Last Friday, in order to get some feedback from readers, I posted a poem that needed revision. Getting feedback was enormously helpful in getting me back into revision mode. When I took a few minutes to revise the poem on Saturday morning and posted the revision to the blog, some readers were surprised to see that the poem was in some ways more of a rough draft – that is worse in terms of language and imagery than the poem I had posted the day before.
That's the part of the revision process that drives my students crazy. Sometimes a student will give me what he thinks is a final draft of a paper, all polished and perfect, and I will ask him questions that make him rethink the concepts he is presenting.

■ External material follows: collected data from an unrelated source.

//! blockchain.info charts fetcher (on-chain source).
//!
//! One request per chart; the eight daily series are joined on their day and
//! forward-filled. A reading taken during a day is stamped at the following
//! midnight, so it never shows up on hours before it was observed.

use super::http::HttpClient;
use super::provider::{assemble_daily, DataError, SourceFetcher};
use crate::domain::time::{ceil_day, from_unix_seconds};
use crate::domain::{DateRange, SourceId, TimeSeriesTable, ONCHAIN_COLUMNS};
use chrono::NaiveDateTime;
use serde::Deserialize;
use std::sync::Arc;
use tracing::{debug, info};

pub const DEFAULT_BASE_URL: &str = "https://api.blockchain.info";

/// Chart name on blockchain.info, paired by position with [`ONCHAIN_COLUMNS`].
pub const CHARTS: [&str; 8] = [
    "market-price",
    "hash-rate",
    "difficulty",
    "n-transactions",
    "transaction-fees",
    "avg-block-size",
    "mempool-size",
    "total-bitcoins",
];

#[derive(Debug, Deserialize)]
pub struct ChartResponse {
    #[serde(default)]
    status: Option<String>,
    #[serde(default)]
    values: Option<Vec<ChartPoint>>,
}

#[derive(Debug, Deserialize)]
struct ChartPoint {
    x: f64,
    y: f64,
}

/// Daily points of one chart, in time order. A point exactly at 00:00 UTC
/// keeps its day; an intraday point moves to the next 00:00, where the last
/// reading of the day wins.
pub fn chart_points(chart: &str, resp: ChartResponse) -> Result<Vec<(NaiveDateTime, f64)>, DataError> {
    if let Some(status) = resp.status.as_deref() {
        if !status.eq_ignore_ascii_case("ok") {
            return Err(DataError::ResponseFormatChanged(format!(
                "chart {chart} returned status '{status}'"
            )));
        }
    }
    let values = resp
        .values
        .ok_or_else(|| DataError::ResponseFormatChanged(format!("chart {chart} has no values")))?;

    let mut points = values
        .into_iter()
        .map(|p| {
            from_unix_seconds(p.x as i64)
                .map(|ts| (ts, p.y))
                .ok_or_else(|| {
                    DataError::ResponseFormatChanged(format!("chart {chart}: invalid x {}", p.x))
                })
        })
        .collect::<Result<Vec<_>, _>>()?;
    points.sort_by_key(|&(ts, _)| ts);

    Ok(points
        .into_iter()
        .map(|(ts, value)| (ceil_day(ts), value))
        .collect())
}

pub struct BlockchainCharts {
    http: Arc<HttpClient>,
    base_url: String,
}

impl BlockchainCharts {
    pub fn new(http: Arc<HttpClient>, base_url: impl Into<String>) -> Self {
        Self {
            http,
            base_url: base_url.into(),
        }
    }
}

impl SourceFetcher for BlockchainCharts {
    fn name(&self) -> &str {
        "blockchain.info"
    }

    fn source_id(&self) -> SourceId {
        SourceId::OnChain
    }

    fn fetch(&self, range: &DateRange) -> Result<TimeSeriesTable, DataError> {
        // timespan counts back from today, so cover the whole distance
        let today = chrono::Utc::now().naive_utc();
        let days = (today.date() - range.start.date()).num_days().max(range.days()) + 1;
        let base = self.base_url.trim_end_matches('/');

        let mut series = Vec::with_capacity(CHARTS.len());
        for (i, (chart, column)) in CHARTS.iter().zip(ONCHAIN_COLUMNS).enumerate() {
            if i > 0 {
                self.http.pause();
            }
            let url = format!("{base}/charts/{chart}");
            let query = [
                ("timespan", format!("{days}days")),
                ("format", "json".to_string()),
                ("sampled", "false".to_string()),
            ];
            let resp: ChartResponse = self.http.get_json(&url, &query)?;
            let points = chart_points(chart, resp)?;
            if points.is_empty() {
                return Err(DataError::NoData(format!("chart {chart} returned no points")));
            }
            debug!(chart, points = points.len(), "fetched chart");
            series.push((column.to_string(), points));
        }

        let table = assemble_daily(series, range)?;
        info!(rows = table.len(), "on-chain metrics fetched");
        Ok(table)
    }

    fn is_available(&self) -> bool {
        self.http.is_available()
    }
}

And that means he has to rip apart paragraphs of nicely worded sentences. "How come all this work is making my essay worse?" he will ask.
I explain to my students that revising written work can be like cleaning a room in your house. You empty the closet, yank stuff out from under the bed, pull things out of corners, and after about an hour of work, the room looks way worse than it did before you started. The trick is not to get discouraged, but recognize that a certain amount of chaos is a necessary part of the process. And you have to just work through the chaos, knowing that eventually everything will get sorted out and your room will look cleaner than when you started. The important thing is to persist and not quit right in the middle.
One time when I was explaining this in class, a young man sitting near the front of the room looked up with what seemed to be a revelation. "Oh, wow," he said. "This explains why my room is always a mess."